AVID, whose name stands for A Very Interesting Design, and whose integrated amplifiers I covered in the electronics section, showed some forthcoming speakers that will be part of its new Evo series. Carrying four- and five-digit price tags, they’re hardly cheap -- but they’re certainly cheaper than AVID’s Reference-series speakers, which start at £17,000/pair for the stand-mounted Four, and top out at £180,000/pair for the One floorstander.

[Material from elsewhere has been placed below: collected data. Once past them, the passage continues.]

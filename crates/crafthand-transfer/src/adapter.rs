//! Container adapters.
//!
//! An adapter tells the allocator where the crafting grid and the inventory
//! of one open container are, and how the container wants to be notified.

use crafthand_entry::{Display, EntryIngredient, EntryRegistry, EntryStack};
use std::cell::Cell;
use std::ops::Range;
use tracing::trace;

use crate::accessor::{SharedContainer, SlotAccessor};
use crate::finder::RecipeFinder;

/// Boxed slot accessor.
pub type BoxedSlot = Box<dyn SlotAccessor>;

/// The allocator's view of one container.
pub trait ContainerAdapter {
    /// Crafting-grid slots, in the order ingredients are laid onto them.
    fn input_slots(&self) -> Vec<BoxedSlot>;

    /// Inventory slots items are taken from and returned to.
    fn inventory_slots(&self) -> Vec<BoxedSlot>;

    /// Ingredients to place, in grid order.
    fn display_inputs(&self, display: &Display) -> Vec<EntryIngredient> {
        display.inputs().to_vec()
    }

    /// Seeds the finder with what the inventory can supply.
    fn populate_recipe_finder(&self, finder: &mut RecipeFinder<'_>) {
        for slot in self.inventory_slots() {
            finder.add_stack(&slot.get());
        }
    }

    /// Returns grid contents to the inventory.
    fn clean_inputs(&self, registry: &EntryRegistry) {
        return_to_inventory(registry, &self.input_slots(), &self.inventory_slots());
    }

    /// Signals that slot contents changed.
    fn mark_dirty(&self);
}

/// Moves every grid stack back into the inventory.
///
/// Stacks first top up equal inventory stacks, then fill empty slots, both
/// bounded by the stack size. Whatever does not fit stays in the grid.
pub fn return_to_inventory(registry: &EntryRegistry, grid: &[BoxedSlot], inventory: &[BoxedSlot]) {
    for input in grid {
        let mut remaining = input.get();
        if remaining.is_empty() {
            continue;
        }
        for target in inventory {
            if remaining.is_empty() {
                break;
            }
            let current = target.get();
            if current.same_type(&remaining) && registry.equals_exact(&current, &remaining) {
                remaining = merge_into(&**target, &current, &remaining);
            }
        }
        for target in inventory {
            if remaining.is_empty() {
                break;
            }
            let current = target.get();
            if current.is_empty() {
                remaining = merge_into(&**target, &current, &remaining);
            }
        }
        trace!("Returned grid stack, {} units left over", remaining.amount());
        input.set(remaining);
    }
}

/// Adds as much of `incoming` to `target` as its stack size allows and
/// returns the rest.
fn merge_into(target: &dyn SlotAccessor, current: &EntryStack, incoming: &EntryStack) -> EntryStack {
    let limit = u64::from(incoming.max_stack_size());
    let held = current.amount();
    let room = limit.saturating_sub(held);
    let moved = room.min(incoming.amount());
    if moved == 0 {
        return incoming.clone();
    }
    let base = if current.is_empty() { incoming } else { current };
    target.set(base.with_amount(held + moved));
    incoming.with_amount(incoming.amount() - moved)
}

/// A crafting menu laid out over one [`SharedContainer`]: a range of grid
/// slots and a range of inventory slots.
#[derive(Debug)]
pub struct SimpleCraftingMenu {
    container: SharedContainer,
    grid: Range<usize>,
    inventory: Range<usize>,
    dirty: Cell<u32>,
}

impl SimpleCraftingMenu {
    /// Creates a menu over `container`.
    #[must_use]
    pub fn new(container: SharedContainer, grid: Range<usize>, inventory: Range<usize>) -> Self {
        Self {
            container,
            grid,
            inventory,
            dirty: Cell::new(0),
        }
    }

    /// Returns the underlying container.
    #[must_use]
    pub fn container(&self) -> &SharedContainer {
        &self.container
    }

    /// Returns the grid stacks, in order.
    #[must_use]
    pub fn grid_stacks(&self) -> Vec<EntryStack> {
        self.grid.clone().map(|index| self.container.get(index)).collect()
    }

    /// Returns the inventory stacks, in order.
    #[must_use]
    pub fn inventory_stacks(&self) -> Vec<EntryStack> {
        self.inventory
            .clone()
            .map(|index| self.container.get(index))
            .collect()
    }

    /// Number of times the menu was marked dirty.
    #[must_use]
    pub fn dirty_count(&self) -> u32 {
        self.dirty.get()
    }

    fn slots(&self, range: &Range<usize>) -> Vec<BoxedSlot> {
        range
            .clone()
            .map(|index| Box::new(self.container.slot(index)) as BoxedSlot)
            .collect()
    }
}

impl ContainerAdapter for SimpleCraftingMenu {
    fn input_slots(&self) -> Vec<BoxedSlot> {
        self.slots(&self.grid)
    }

    fn inventory_slots(&self) -> Vec<BoxedSlot> {
        self.slots(&self.inventory)
    }

    fn mark_dirty(&self) {
        self.dirty.set(self.dirty.get() + 1);
    }
}

#[cfg(test)]
mod tests {
    use super::*;
    use crafthand_common::ItemId;
    use crafthand_entry::{BuiltinTypes, ItemKind};

    fn stick(types: &BuiltinTypes, count: u32) -> EntryStack {
        types.item.stack(ItemKind::new(ItemId::new(280)).stack(count))
    }

    #[test]
    fn test_clean_merges_before_using_empty_slots() {
        let (registry, types) = EntryRegistry::with_builtins();
        // grid: 0..2, inventory: 2..5
        let container = SharedContainer::from_stacks(vec![
            stick(&types, 10),
            EntryStack::empty(),
            EntryStack::empty(),
            stick(&types, 60),
            EntryStack::empty(),
        ]);
        let menu = SimpleCraftingMenu::new(container, 0..2, 2..5);
        menu.clean_inputs(&registry);

        assert!(menu.grid_stacks().iter().all(EntryStack::is_empty));
        let inventory = menu.inventory_stacks();
        assert_eq!(inventory[0].amount(), 6);
        assert_eq!(inventory[1].amount(), 64);
        assert!(inventory[2].is_empty());
    }

    #[test]
    fn test_clean_leaves_overflow_in_grid() {
        let (registry, types) = EntryRegistry::with_builtins();
        let container = SharedContainer::from_stacks(vec![stick(&types, 5), stick(&types, 62)]);
        let menu = SimpleCraftingMenu::new(container, 0..1, 1..2);
        menu.clean_inputs(&registry);

        assert_eq!(menu.grid_stacks()[0].amount(), 3);
        assert_eq!(menu.inventory_stacks()[0].amount(), 64);
    }

    #[test]
    fn test_clean_keeps_distinct_stacks_apart() {
        let (registry, types) = EntryRegistry::with_builtins();
        let named = types
            .item
            .stack(ItemKind::new(ItemId::new(280)).stack(2).with_custom_name("Wand"));
        let container = SharedContainer::from_stacks(vec![named, stick(&types, 1), EntryStack::empty()]);
        let menu = SimpleCraftingMenu::new(container, 0..1, 1..3);
        menu.clean_inputs(&registry);

        let inventory = menu.inventory_stacks();
        assert_eq!(inventory[0].amount(), 1);
        assert_eq!(inventory[1].amount(), 2);
        assert!(!registry.equals_exact(&inventory[0], &inventory[1]));
    }

    #[test]
    fn test_default_populate_reads_inventory() {
        let (registry, types) = EntryRegistry::with_builtins();
        let container = SharedContainer::from_stacks(vec![
            stick(&types, 9),
            stick(&types, 2),
            stick(&types, 3),
        ]);
        let menu = SimpleCraftingMenu::new(container, 0..1, 1..3);
        let mut finder = RecipeFinder::new(&registry);
        menu.populate_recipe_finder(&mut finder);
        let id = finder.intern(&stick(&types, 1)).expect("interned");
        assert_eq!(finder.available(id), 5);
        assert_eq!(menu.dirty_count(), 0);
        menu.mark_dirty();
        assert_eq!(menu.dirty_count(), 1);
    }
}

The Evo Two, shown above, is a three-way design that has a 1" soft-dome tweeter, two 6" midranges, and a side-firing 10" woofer. All the drivers are made by Morel. I really liked the way it blends wood, for most of the cabinet, with aluminum on the front and sides. The Two is expected to sell for £14,000/pair when it becomes available in 2020. There’s also a smaller floorstander coming, the Three, for £8800/pair, along with . . .
. . . a Four, a stand-mount design, shown above, for £4400/pair. I forgot to ask about a One, but you have to figure that if an Evo One isn’t available when the Two, Three, and Four come out, it won’t be far behind.
The most ambitious stand-mounted speaker I saw at UK HiFi Show Live was the Hylixa, which comes from Node Audio, a one-year-old hi-fi company based in Cambridge, UK. Priced starting at £30,000/pair, depending on finish, with the integral stand, the Hylixa has a cabinet made from laser-sintered glass and nylon particles. Laser sintering, I was told, is like super-advanced 3D printing.
The Hylixa’s metal front baffle has what looked like a 0.75" ring-radiator-type tweeter over top of a Balanced Mode Radiator-type driver about 2.5" across. What you can’t see is a woofer mounted behind the front two drivers but facing the opposite direction. The Hylixa is a three-way design. The woofer fires into the rear of the cabinet, and its soundwaves are said to travel through a 1.6m-long Helical Transmission Line. The result, Node Audio claims, is “remarkable bass extension and articulation relative to its compact form.”
Intrigued by the Hylixa, when I got back to the hotel I downloaded the specification sheet from the company’s website. I was pleasantly surprised to see a chart that shows its frequency response above 400Hz, not only on-axis, but 15, 30, and 45 degrees off-axis as well. The spec sheet says anechoic bass response is claimed to be 56Hz, while in-room response is said to be 39Hz. What jumped out at me, though, was the sensitivity, which is said to be a low-ish 82.4dB (2.83V/m) -- you’ll need a beefy amplifier to drive a pair of Hylixas. However, Node Audio claims a maximum output of 103dB, so if you can provide enough power, the Hylixas should fill a fairly large room. I left wanting to learn more about this speaker.
I love going to shows in different places because you discover new companies that you likely wouldn’t otherwise see. Jes Kerr started his company, Kerr Acoustic, three years ago and currently has three loudspeakers to offer: the large, three-way K100 floorstander, priced from £13,995/pair, depending on finish; the smaller, two-way K320 Mk.II floorstander, from £4295/pair; and what’s shown in the picture, the two-way K300 Mk.II bookshelf, from £3495/pair. The K300 Mk.II has a 2" ribbon tweeter working in conjunction with a 6.5" woofer with a wood-fiber cone. Like all Kerr speakers, the K300 Mk.II has a transmission line built into the enclosure to increase bass output. Specifications include a claimed frequency response of 33Hz to 45kHz, sensitivity of 89dB (2.83V/m), and impedance of 6 ohms.